Geçtiğimiz günlerde Ankara'da verdiği konserde Cumhurbaşkanı Recep Tayyip Erdoğan'ı da ağırlayan Fazıl Say, eleştirilere cevap verdi: Uzlaşı kapısının aralandığını hissettim.
Müzisyen Fazıl Say, 18 Ocak’ta yeni sanat eseri Truva Sonatı’nı Congresium’da sergiledi. Say, daha önce konsere Cumhurbaşkanı Recep Tayyip Erdoğan’ı da davet etmişti. Erdoğan’ın konsere katılıp katılmayacağı merak konusuydu. Konser günü Erdoğan, eşi Emine Erdoğan ile birlikte
en ön sırada Say’ı dinlemek için yerini aldı. Dinletinin ardından da ayakta alkışladığı Say’ı tebrik etti. Bu olay üzerine kimileri konserine Erdoğan’ı davet eden Say’ı eleştirdi, kimileri ise artan kutuplaşmanın bir nebze de olsa dinmesi adına ortaya çıkan tabloyu övdü.Konser sonrası yorum yapmayan Fazıl Say Instagram hesabından konuyla ilgili açıklama yaptı:
- Hatırlarsınız, “Ülkemde yaşayabilmek, sanatımı yapabilmek istiyorum” diye bir yazı yazmıştım geçen yaz. Bu haykırışım her yerde duyulmuştu. Sayın Erdoğan’ın annemin vefatındaki taziye telefonundaki ses tonunda da sezinledim, bir uzlaşı kapısı aralanmak istiyordu. Sadece Fazıl Say için değil, tüm sanat camiası, hatta toplumun tüm kültürel ögeleri açısından, Erdoğan’ın içine sinmeyen bir şeyler vardı, nitekim pek çok konuşmasında -ve sıklıkla- “Biz kültür ve eğitim konularında malesef başarılı olamadık” diyordu, bu bir özeleştiridir.
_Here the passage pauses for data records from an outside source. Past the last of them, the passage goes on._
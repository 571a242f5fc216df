use std::ops::ControlFlow;
use std::time::Duration;

use quanta::Clock;
use quanta::Instant;
use tracing::trace;

use super::ConfigError;
use super::Reason;
use super::Strategy;

use crate::decay::accrued_units;
use crate::store::KeyedStore;

/// A per-key token bucket.
///
/// Each key's bucket starts full and refills at a fixed rate; every
/// admission spends one token. The structural dual of [`LeakyBucket`]
/// (fill-to-empty rather than drain-from-full) with the same whole-unit
/// truncation: fractional refill within a call is discarded.
///
/// [`LeakyBucket`]: crate::LeakyBucket
#[derive(Debug)]
pub struct TokenBucket {
    capacity: usize,
    refill_rate: f64,
    buckets: KeyedStore<Bucket>,
    clock: Clock,
    anchor: Instant,
}

#[derive(Debug)]
struct Bucket {
    tokens: usize,
    /// Nanos from the anchor of the last refill accounting.
    last_refill_at: u64,
}

impl Strategy for TokenBucket {
    fn allow(&self, key: &str) -> ControlFlow<Reason> {
        let entry = self.buckets.entry(key, || Bucket {
            tokens: self.capacity,
            last_refill_at: self.now_ns(),
        });
        let mut bucket = entry.lock().unwrap();
        let now = self.now_ns();

        let elapsed = Duration::from_nanos(now.saturating_sub(bucket.last_refill_at));
        let refilled = accrued_units(elapsed, self.refill_rate);
        bucket.tokens = bucket.tokens.saturating_add(refilled).min(self.capacity);
        bucket.last_refill_at = now;

        if bucket.tokens == 0 {
            trace!(key, "token bucket empty");
            // One token's refill time; saturate rather than panic on
            // pathologically slow rates.
            let retry_after =
                Duration::try_from_secs_f64(1.0 / self.refill_rate).unwrap_or(Duration::MAX);
            return ControlFlow::Break(Reason::Overloaded { retry_after });
        }

        bucket.tokens -= 1;
        ControlFlow::Continue(())
    }
}

impl TokenBucket {
    /// Creates a new `TokenBucket` strategy.
    ///
    /// # Arguments
    ///
    /// * `capacity` - The maximum number of tokens a key's bucket holds; a
    ///   fresh key starts with this many.
    /// * `refill_rate` - Tokens added per second.
    ///
    /// # Errors
    ///
    /// Rejects a zero `capacity` and a `refill_rate` that is not positive
    /// and finite.
    pub fn new(capacity: usize, refill_rate: f64) -> Result<Self, ConfigError> {
        Self::with_clock(capacity, refill_rate, Clock::new())
    }

    /// As [`TokenBucket::new`], with an injected clock.
    pub fn with_clock(
        capacity: usize,
        refill_rate: f64,
        clock: Clock,
    ) -> Result<Self, ConfigError> {
        if capacity == 0 {
            return Err(ConfigError::ZeroCapacity);
        }
        if !(refill_rate.is_finite() && refill_rate > 0.0) {
            return Err(ConfigError::InvalidRate(refill_rate));
        }

        let anchor = clock.now();
        Ok(TokenBucket {
            capacity,
            refill_rate,
            buckets: KeyedStore::new(),
            clock,
            anchor,
        })
    }

    fn now_ns(&self) -> u64 {
        self.clock.now().duration_since(self.anchor).as_nanos() as u64
    }
}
- Hayatta hatalar yapılabilinir, Erdoğan da yapar, Say da yapar, Ahmet Mehmet de yapar, insanız hata yaparız, hatadan dönmek hatayı düzeltmek ise erdemdir, insani bir durumdur. Fazıl Say da pek çok hata yapmıştır hayatında, haklı olduğu konularda bile üslup yanlışı yapmıştır, haksız duruma düşmüştür, pek çok da haksızlığa da uğramıştır...
- Her şey bir yana, umutlarımız olmadan nasıl yaşayacağız? Geleceğe nasıl bakacağız?
Bir ülke, kendi yüksek kültürü, halk müziği, sanat musikisi, batı müzikleri ile yerelden evrensele, muhteşem adımlar atabilecekken, sentezler ile dünyaya katkı sağlayabilecekken, kendi farklılıkları arasında kültürlerarası köprüler kurabilecekken, tuhaf bir uçuruma sürüklenmekte, ve hepimiz düşeceğiz. Ben bu uzlaşı kapısının aralandığını hissettim, bu ilk buluşmanın Beştepe’de değil, benim konserimde olması gerektiğini direttim, KHK'dan haksız yere mesleğinden edilmiş müzisyen dostlarımın hayatını kurtardık bu süreçte, ayrıca “kültür kurulu” diye bir devlet yapılanmasını yanlış bulduğumu da direttim. Bu süreçte memlekette pek çok güncel tartışmalar da yaşandı, çok zordu.
- Sonuçta bu ilk adımda; Erdoğan saygı ile konserime geldi, bununla kalmadı, tüm kabinesini ve ABD Senatörü misafirini de getirdi.
Ülkemizde kültürün sanatın özgür olması , toplumsal uzlaşıların umut ışığı yakması gerekmekte. - Ben özgürlükçüyüm. Özgürce yaşayabilmeliyiz. Birbirimizi anlayabilmeli, dostluk eli uzatabilmeliyiz.
Bakın; yerelden evrensele, Türkiye’de herkesin medarı iftiharı olabilecek yerlere varabiliriz.
Belki de başaramayız, ama en azından ben Türkiye için doğru bulduğum şeyi deniyorum.